Hand or stand mixer: To whip the dough and that buttercream, this is best done with a mixer.
Ice Cream Scoop: The scoop used here creates large cookies with a diameter of 6 centimeters / 1.97 inches.
More flourless recipes you’ll enjoy
White Chocolate Cherry Semifreddo
How to make:
Preheat your oven to 200C/400F and line your baking tray with greaseproof paper.
Place the peanut butter, sugars, salt, eggs and baking soda into a bowl and beat on medium until well combined.
Take a scoop and place onto your baking tray, leaving a gap of 2 inches between each cookie.
Bake for 15 minutes or until golden.
Press with the back of your cookie scoop an indent into the center of each cookie.
Set aside to cool on the tray before carefully placing onto your cooling rack, they will be a little soft while warm.
To make the buttercream filling, place the butter and sugar into a bowl and beat on medium with an electric mixer until pale and fluffy, approximately 4 minutes.
Add in the cooled chocolate and beat until well combined, approximately 1 minute.
Place into a piping bag or spoon into the center of your cookies.

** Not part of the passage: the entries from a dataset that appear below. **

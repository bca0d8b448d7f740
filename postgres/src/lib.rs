//! `PostgreSQL` document stores for CommunityConnect.
//!
//! This crate provides PostgreSQL-backed implementations of the
//! [`EventStore`](community_connect_core::store::EventStore) and
//! [`DiscussionStore`](community_connect_core::store::DiscussionStore) traits.
//! Each event or discussion is one JSONB document, so replacing a participant
//! ledger or a reply list is a single-row write.
//!
//! # Schema
//!
//! ```sql
//! CREATE TABLE events (
//!     id UUID PRIMARY KEY,
//!     seq BIGSERIAL NOT NULL,
//!     event_date TIMESTAMPTZ NOT NULL,
//!     data JSONB NOT NULL,
//!     created_at TIMESTAMPTZ NOT NULL,
//!     updated_at TIMESTAMPTZ NOT NULL DEFAULT now()
//! );
//! ```
//!
//! `discussions` has the same shape without `event_date`. Run [`migrate`]
//! once at startup to create both tables.
//!
//! # Example
//!
//! ```no_run
//! use community_connect_postgres::{PoolSettings, PostgresEventStore, connect, migrate};
//!
//! # async fn example() -> Result<(), Box<dyn std::error::Error>> {
//! let pool = connect("postgres://localhost/community", &PoolSettings::default()).await?;
//! migrate(&pool).await?;
//! let events = PostgresEventStore::from_pool(pool);
//! # Ok(())
//! # }
//! ```

#![forbid(unsafe_code)]
#![warn(missing_docs)]

mod discussions;
mod events;

pub use discussions::PostgresDiscussionStore;
pub use events::PostgresEventStore;

use community_connect_core::store::StoreError;
use sqlx::postgres::{PgPool, PgPoolOptions};
use std::time::Duration;

/// Connection pool sizing.
#[derive(Clone, Debug, PartialEq, Eq)]
pub struct PoolSettings {
    /// Maximum number of pooled connections
    pub max_connections: u32,
    /// Connections kept open while idle
    pub min_connections: u32,
    /// How long to wait for a connection
    pub connect_timeout: Duration,
}

impl Default for PoolSettings {
    fn default() -> Self {
        Self {
            max_connections: 10,
            min_connections: 2,
            connect_timeout: Duration::from_secs(30),
        }
    }
}

/// Open a connection pool.
///
/// # Errors
///
/// Returns [`StoreError::Unavailable`] if the database cannot be reached.
pub async fn connect(database_url: &str, settings: &PoolSettings) -> Result<PgPool, StoreError> {
    PgPoolOptions::new()
        .max_connections(settings.max_connections)
        .min_connections(settings.min_connections)
        .acquire_timeout(settings.connect_timeout)
        .connect(database_url)
        .await
        .map_err(|e| StoreError::Unavailable(format!("Failed to connect: {e}")))
}

/// Create the `events` and `discussions` tables if they don't exist.
///
/// # Errors
///
/// Returns [`StoreError::DatabaseError`] if a migration fails.
pub async fn migrate(pool: &PgPool) -> Result<(), StoreError> {
    sqlx::migrate!("./migrations")
        .run(pool)
        .await
        .map_err(|e| StoreError::DatabaseError(format!("Migration failed: {e}")))
}

/// Classify a driver error: connectivity problems become `Unavailable`.
pub(crate) fn store_error(context: &str, error: &sqlx::Error) -> StoreError {
    match error {
        sqlx::Error::PoolTimedOut | sqlx::Error::PoolClosed | sqlx::Error::Io(_) => {
            StoreError::Unavailable(format!("{context}: {error}"))
        },
        _ => StoreError::DatabaseError(format!("{context}: {error}")),
    }
}

pub(crate) fn decode_error(error: &serde_json::Error) -> StoreError {
    StoreError::SerializationError(format!("Malformed document: {error}"))
}

#[cfg(test)]
mod tests {
    use super::*;

    #[test]
    fn pool_timeouts_are_unavailability() {
        let err = store_error("Failed to load event", &sqlx::Error::PoolTimedOut);
        assert!(matches!(err, StoreError::Unavailable(_)));
    }

    #[test]
    fn missing_rows_are_database_errors() {
        let err = store_error("Failed to load event", &sqlx::Error::RowNotFound);
        assert!(matches!(err, StoreError::DatabaseError(m) if m.starts_with("Failed to load event")));
    }

    #[test]
    fn default_pool_settings() {
        let settings = PoolSettings::default();
        assert_eq!(settings.max_connections, 10);
        assert_eq!(settings.min_connections, 2);
        assert_eq!(settings.connect_timeout, Duration::from_secs(30));
    }
}
//! Event listing, creation, reseeding and RSVP recording.

use crate::metrics;
use community_connect_core::environment::Clock;
use community_connect_core::error::ServiceError;
use community_connect_core::samples::seed_events;
use community_connect_core::store::EventStore;
use community_connect_core::types::{Event, EventId, NewEvent, RsvpRequest};
use std::sync::Arc;
use tracing::instrument;

/// Operations on events and their participant ledgers.
#[derive(Clone)]
pub struct EventService {
    store: Arc<dyn EventStore>,
    clock: Arc<dyn Clock>,
}

/// Resolve a path id. Malformed ids cannot name a stored event.
fn event_id(raw: &str) -> Result<EventId, ServiceError> {
    raw.parse()
        .map_err(|_| ServiceError::not_found("Event", raw))
}

impl EventService {
    /// Create a service over `store`, stamping times from `clock`.
    #[must_use]
    pub fn new(store: Arc<dyn EventStore>, clock: Arc<dyn Clock>) -> Self {
        Self { store, clock }
    }

    /// All events, earliest date first.
    ///
    /// # Errors
    ///
    /// [`ServiceError::Persistence`] if the store cannot be read.
    #[instrument(skip(self))]
    pub async fn list(&self) -> Result<Vec<Event>, ServiceError> {
        Ok(self.store.find_all().await?)
    }

    /// One event by id.
    ///
    /// # Errors
    ///
    /// - [`ServiceError::NotFound`] for an unknown or malformed id
    /// - [`ServiceError::Persistence`] if the store cannot be read
    #[instrument(skip(self))]
    pub async fn get(&self, id: &str) -> Result<Event, ServiceError> {
        let event_id = event_id(id)?;
        self.store
            .find_by_id(event_id)
            .await?
            .ok_or_else(|| ServiceError::not_found("Event", id))
    }

    /// Validate and store a new event.
    ///
    /// # Errors
    ///
    /// - [`ServiceError::Validation`] if a required field is missing
    /// - [`ServiceError::Persistence`] if the write fails
    #[instrument(skip(self, new_event))]
    pub async fn create(&self, new_event: NewEvent) -> Result<Event, ServiceError> {
        let event = new_event.into_event(EventId::new(), self.clock.now())?;
        let event = self.store.insert(event).await?;

        metrics::record_events_created(1);
        tracing::info!(event_id = %event.id, title = %event.title, "Event created");
        Ok(event)
    }

    /// Record `request` against event `id`, replacing any earlier response
    /// from the same user, and return the whole updated event.
    ///
    /// Load, reconcile and save are separate store calls. Two concurrent
    /// RSVPs on the same event can therefore overwrite each other's entry.
    ///
    /// # Errors
    ///
    /// - [`ServiceError::Validation`] for an unknown response or blank `userId`
    /// - [`ServiceError::NotFound`] if the event does not exist
    /// - [`ServiceError::Persistence`] if the load or the save fails
    #[instrument(skip(self, request), fields(user_id = %request.user_id, response = %request.response))]
    pub async fn rsvp(&self, id: &str, request: RsvpRequest) -> Result<Event, ServiceError> {
        let result = self.try_rsvp(id, &request).await;
        if let Err(error) = &result {
            metrics::record_rsvp_failure(error);
            tracing::warn!(event_id = %id, error = %error, "RSVP rejected");
        }
        result
    }

    async fn try_rsvp(&self, id: &str, request: &RsvpRequest) -> Result<Event, ServiceError> {
        let response = request.parsed_response()?;
        let mut event = self.get(id).await?;

        event.record_rsvp(&request.user_id, &request.username, response, self.clock.now());
        let event = self.store.save(event).await?;

        metrics::record_rsvp(response);
        tracing::info!(
            event_id = %event.id,
            participants = event.participants.len(),
            "RSVP recorded"
        );
        Ok(event)
    }

    /// Replace every stored event with the two built-in samples.
    ///
    /// # Errors
    ///
    /// [`ServiceError::Persistence`] if clearing or inserting fails.
    #[instrument(skip(self))]
    pub async fn seed_samples(&self) -> Result<Vec<Event>, ServiceError> {
        let removed = self.store.delete_all().await?;
        let events = self.store.insert_many(seed_events(self.clock.now())).await?;

        metrics::record_events_created(events.len());
        tracing::info!(removed, inserted = events.len(), "Sample events seeded");
        Ok(events)
    }

    /// Whether the store answers.
    pub async fn is_reachable(&self) -> bool {
        self.store.ping().await.is_ok()
    }
}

Serve up with a little sprinkle of sea salt.
Enjoy!
Peanut Butter Cookies
- Prep Time: 15 minutes
- Cook Time: 15 minutes
- Total Time: 30 minutes
- Yield: Makes 10 cookies 1x
Description
Crunchy on the edges and soft in the center with a chocolate buttercream filling for a cookie that is partially dessert whilst also satisfying the craving for peanut butter.
Ingredients
Peanut Butter Cookies
250 grams / 1 cup peanut butter, plain
100 grams / ½ cup brown sugar
25 grams / 2 tablespoons superfine/caster sugar
¼ teaspoon sea or kosher salt
2 eggs, room temperature
3 grams / ½ teaspoon baking soda
Chocolate Buttercream
75 grams / 2.65 ounces butter, softened
75 grams / ¾ cup confectioner’s/icing sugar, sifted
40 grams / 1.41 ounces chocolate, melted and cooled
Instructions
- Preheat your oven to 200C/400F and line your baking tray with greaseproof paper.
- Place the peanut butter, sugars, salt, eggs and baking soda into a bowl and beat on medium until well combined.

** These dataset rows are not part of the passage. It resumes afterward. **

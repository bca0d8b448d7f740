//! # CommunityConnect Server
//!
//! HTTP backend for the CommunityConnect portal: events with RSVP ledgers,
//! discussion threads and the announcement board.
//!
//! The binary in `main.rs` reads [`config::Config`], picks a storage backend,
//! and serves [`server::build_router`]. Integration tests build the same router
//! over in-memory stores.

pub mod api;
pub mod config;
pub mod metrics;
pub mod server;
pub mod services;

pub use config::{Config, ConfigError, StorageBackend};
pub use server::{AppState, build_router};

- Take a scoop and place onto your baking tray, leaving a gap of 2 inches between each cookie.
- Bake for 15 minutes or until golden.
- Press with the back of your cookie scoop an indent into the center of each cookie.
- Set aside to cool on the tray before carefully placing onto your cooling rack, they will be a little soft while warm.
- To make the buttercream filling, place the butter and sugar into a bowl and beat on medium with an electric mixer until pale and fluffy, approximately 4 minutes.
- Add in the cooled chocolate and beat until well combined, approximately 1 minute.
- Place into a piping bag or spoon into the center of your cookies.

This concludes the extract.